▸ **Data records**:
****
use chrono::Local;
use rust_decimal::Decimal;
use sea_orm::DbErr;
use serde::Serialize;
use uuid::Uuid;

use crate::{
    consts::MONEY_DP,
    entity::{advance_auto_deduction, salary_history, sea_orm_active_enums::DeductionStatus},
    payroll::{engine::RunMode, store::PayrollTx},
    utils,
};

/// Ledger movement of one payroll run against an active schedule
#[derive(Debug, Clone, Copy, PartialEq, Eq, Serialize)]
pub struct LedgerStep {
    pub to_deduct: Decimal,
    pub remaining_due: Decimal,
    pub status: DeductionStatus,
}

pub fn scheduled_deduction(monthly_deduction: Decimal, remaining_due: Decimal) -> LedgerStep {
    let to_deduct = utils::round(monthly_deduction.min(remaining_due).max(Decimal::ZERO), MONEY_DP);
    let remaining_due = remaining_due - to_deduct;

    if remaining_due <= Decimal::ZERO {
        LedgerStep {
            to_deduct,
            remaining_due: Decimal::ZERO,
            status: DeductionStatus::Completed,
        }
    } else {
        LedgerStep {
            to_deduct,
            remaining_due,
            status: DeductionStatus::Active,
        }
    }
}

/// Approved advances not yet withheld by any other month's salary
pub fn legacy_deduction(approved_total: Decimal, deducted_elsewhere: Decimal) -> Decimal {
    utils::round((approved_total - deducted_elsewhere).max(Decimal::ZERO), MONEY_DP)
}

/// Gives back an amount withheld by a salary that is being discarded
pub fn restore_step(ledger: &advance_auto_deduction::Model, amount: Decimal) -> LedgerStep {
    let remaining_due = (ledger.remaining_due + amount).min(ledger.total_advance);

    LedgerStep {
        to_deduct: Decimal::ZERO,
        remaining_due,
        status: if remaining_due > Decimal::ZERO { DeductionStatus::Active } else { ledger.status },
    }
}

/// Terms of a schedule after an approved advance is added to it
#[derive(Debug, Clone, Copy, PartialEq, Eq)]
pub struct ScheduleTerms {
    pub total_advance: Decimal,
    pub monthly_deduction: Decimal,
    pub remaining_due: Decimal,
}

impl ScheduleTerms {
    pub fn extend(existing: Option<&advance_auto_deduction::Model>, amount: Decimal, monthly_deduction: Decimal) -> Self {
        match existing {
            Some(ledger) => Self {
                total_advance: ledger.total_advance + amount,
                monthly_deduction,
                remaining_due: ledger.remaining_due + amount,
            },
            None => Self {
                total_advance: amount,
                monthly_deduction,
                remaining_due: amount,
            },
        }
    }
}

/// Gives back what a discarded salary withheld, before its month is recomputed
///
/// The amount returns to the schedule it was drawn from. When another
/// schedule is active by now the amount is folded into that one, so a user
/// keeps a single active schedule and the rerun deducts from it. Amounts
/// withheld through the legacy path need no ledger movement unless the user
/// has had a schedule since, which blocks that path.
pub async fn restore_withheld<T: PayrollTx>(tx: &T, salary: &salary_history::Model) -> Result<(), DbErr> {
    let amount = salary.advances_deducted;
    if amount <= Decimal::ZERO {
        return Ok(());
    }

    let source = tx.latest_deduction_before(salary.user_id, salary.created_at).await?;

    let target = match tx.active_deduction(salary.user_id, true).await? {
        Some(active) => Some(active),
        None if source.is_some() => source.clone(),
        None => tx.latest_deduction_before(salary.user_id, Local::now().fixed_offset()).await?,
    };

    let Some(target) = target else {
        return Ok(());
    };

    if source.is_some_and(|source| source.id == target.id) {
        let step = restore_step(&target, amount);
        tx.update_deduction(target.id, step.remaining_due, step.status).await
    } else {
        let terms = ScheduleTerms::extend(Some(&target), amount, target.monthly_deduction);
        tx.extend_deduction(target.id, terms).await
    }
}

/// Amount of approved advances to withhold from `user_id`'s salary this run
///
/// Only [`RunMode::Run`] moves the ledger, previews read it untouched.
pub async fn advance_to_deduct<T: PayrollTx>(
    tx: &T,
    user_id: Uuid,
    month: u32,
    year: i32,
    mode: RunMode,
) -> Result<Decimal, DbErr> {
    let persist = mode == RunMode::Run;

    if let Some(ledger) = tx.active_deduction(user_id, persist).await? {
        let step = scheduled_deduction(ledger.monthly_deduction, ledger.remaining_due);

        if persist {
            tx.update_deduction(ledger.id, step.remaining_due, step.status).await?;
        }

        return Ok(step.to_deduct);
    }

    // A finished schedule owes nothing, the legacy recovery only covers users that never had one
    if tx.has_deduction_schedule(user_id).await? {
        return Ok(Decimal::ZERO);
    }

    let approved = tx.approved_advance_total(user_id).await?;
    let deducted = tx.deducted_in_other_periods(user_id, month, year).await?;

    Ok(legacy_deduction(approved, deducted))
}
****
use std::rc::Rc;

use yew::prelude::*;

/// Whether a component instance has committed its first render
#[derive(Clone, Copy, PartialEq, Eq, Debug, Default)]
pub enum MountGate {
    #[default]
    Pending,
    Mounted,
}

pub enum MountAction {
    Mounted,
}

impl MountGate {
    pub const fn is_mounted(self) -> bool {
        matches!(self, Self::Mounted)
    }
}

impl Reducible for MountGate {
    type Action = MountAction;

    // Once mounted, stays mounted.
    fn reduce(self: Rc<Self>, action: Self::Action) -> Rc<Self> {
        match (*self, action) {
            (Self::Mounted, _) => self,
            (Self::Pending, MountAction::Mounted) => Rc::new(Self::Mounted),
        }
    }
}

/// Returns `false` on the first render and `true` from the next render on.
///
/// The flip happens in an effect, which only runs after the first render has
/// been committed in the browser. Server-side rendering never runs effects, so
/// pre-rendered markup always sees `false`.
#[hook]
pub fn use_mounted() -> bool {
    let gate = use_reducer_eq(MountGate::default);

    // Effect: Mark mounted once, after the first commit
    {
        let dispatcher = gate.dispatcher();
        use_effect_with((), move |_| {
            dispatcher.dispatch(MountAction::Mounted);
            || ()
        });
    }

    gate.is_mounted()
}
****
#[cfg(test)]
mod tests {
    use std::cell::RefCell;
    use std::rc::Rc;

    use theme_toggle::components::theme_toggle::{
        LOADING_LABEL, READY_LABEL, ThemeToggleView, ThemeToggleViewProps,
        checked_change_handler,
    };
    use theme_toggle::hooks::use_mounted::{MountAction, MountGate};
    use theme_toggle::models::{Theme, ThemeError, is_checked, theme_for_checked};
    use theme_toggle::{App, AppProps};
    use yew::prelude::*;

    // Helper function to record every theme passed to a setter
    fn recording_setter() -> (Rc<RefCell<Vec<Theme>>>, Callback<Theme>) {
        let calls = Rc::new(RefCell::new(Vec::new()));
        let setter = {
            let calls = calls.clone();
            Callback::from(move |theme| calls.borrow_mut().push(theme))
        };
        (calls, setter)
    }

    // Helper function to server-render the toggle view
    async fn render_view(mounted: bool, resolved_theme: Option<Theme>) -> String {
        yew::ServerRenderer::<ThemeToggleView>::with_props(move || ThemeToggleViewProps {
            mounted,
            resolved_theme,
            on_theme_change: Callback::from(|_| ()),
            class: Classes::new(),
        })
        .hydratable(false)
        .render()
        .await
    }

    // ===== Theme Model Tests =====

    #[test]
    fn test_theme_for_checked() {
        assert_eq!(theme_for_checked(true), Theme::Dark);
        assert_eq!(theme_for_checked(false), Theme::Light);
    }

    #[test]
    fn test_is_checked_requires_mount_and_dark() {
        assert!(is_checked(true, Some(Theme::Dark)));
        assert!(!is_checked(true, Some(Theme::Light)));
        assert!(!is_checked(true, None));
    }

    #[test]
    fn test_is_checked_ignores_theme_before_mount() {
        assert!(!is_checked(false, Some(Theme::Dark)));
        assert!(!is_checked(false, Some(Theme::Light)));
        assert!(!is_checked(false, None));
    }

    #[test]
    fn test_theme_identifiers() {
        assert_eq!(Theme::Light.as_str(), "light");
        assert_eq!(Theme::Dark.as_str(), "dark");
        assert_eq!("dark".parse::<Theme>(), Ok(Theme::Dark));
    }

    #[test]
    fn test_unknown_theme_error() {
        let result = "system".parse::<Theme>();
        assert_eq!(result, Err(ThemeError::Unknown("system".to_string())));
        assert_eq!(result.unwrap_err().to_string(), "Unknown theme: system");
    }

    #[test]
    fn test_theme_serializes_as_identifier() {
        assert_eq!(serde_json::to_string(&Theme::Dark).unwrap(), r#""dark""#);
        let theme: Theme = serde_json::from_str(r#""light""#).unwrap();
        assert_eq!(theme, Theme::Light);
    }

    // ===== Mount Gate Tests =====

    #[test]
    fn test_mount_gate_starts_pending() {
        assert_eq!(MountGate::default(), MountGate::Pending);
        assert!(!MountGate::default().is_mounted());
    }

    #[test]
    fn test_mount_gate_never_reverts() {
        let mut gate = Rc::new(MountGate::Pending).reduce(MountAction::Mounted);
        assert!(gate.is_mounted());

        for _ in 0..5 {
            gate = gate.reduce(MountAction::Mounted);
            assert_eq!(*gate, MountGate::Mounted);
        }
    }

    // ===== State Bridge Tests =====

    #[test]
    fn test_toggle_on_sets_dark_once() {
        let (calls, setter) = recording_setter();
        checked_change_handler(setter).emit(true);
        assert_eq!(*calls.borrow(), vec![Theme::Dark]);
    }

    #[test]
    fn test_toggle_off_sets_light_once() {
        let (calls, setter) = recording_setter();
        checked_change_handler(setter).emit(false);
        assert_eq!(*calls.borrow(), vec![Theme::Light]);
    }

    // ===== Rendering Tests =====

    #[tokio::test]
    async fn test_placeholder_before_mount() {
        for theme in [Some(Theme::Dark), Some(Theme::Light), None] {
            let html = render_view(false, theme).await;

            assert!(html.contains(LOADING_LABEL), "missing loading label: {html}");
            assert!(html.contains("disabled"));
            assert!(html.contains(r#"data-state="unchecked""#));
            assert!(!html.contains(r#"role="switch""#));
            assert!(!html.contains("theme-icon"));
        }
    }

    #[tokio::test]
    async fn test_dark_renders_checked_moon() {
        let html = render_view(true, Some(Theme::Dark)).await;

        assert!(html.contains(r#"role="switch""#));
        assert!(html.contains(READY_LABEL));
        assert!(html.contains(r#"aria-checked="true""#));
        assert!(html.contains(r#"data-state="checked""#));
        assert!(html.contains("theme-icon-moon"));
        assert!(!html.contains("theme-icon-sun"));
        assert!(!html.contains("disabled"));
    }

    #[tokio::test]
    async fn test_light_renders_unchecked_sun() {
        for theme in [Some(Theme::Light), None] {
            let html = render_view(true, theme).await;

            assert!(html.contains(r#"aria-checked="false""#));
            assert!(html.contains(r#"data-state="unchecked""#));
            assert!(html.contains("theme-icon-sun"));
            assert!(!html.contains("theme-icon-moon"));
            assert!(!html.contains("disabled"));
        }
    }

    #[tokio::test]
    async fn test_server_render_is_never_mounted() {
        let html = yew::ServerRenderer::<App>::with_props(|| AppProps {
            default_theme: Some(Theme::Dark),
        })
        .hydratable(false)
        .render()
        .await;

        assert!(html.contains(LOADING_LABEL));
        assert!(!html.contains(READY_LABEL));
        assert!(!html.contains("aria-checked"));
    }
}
****
▸ **Required action**: Among the lines above, which ones hold the string "MountAction"? Show them.

▸ **Answer to this exercise**:
pub enum MountAction {
    type Action = MountAction;
            (Self::Pending, MountAction::Mounted) => Rc::new(Self::Mounted),
            dispatcher.dispatch(MountAction::Mounted);
    use theme_toggle::hooks::use_mounted::{MountAction, MountGate};
        let mut gate = Rc::new(MountGate::Pending).reduce(MountAction::Mounted);
            gate = gate.reduce(MountAction::Mounted);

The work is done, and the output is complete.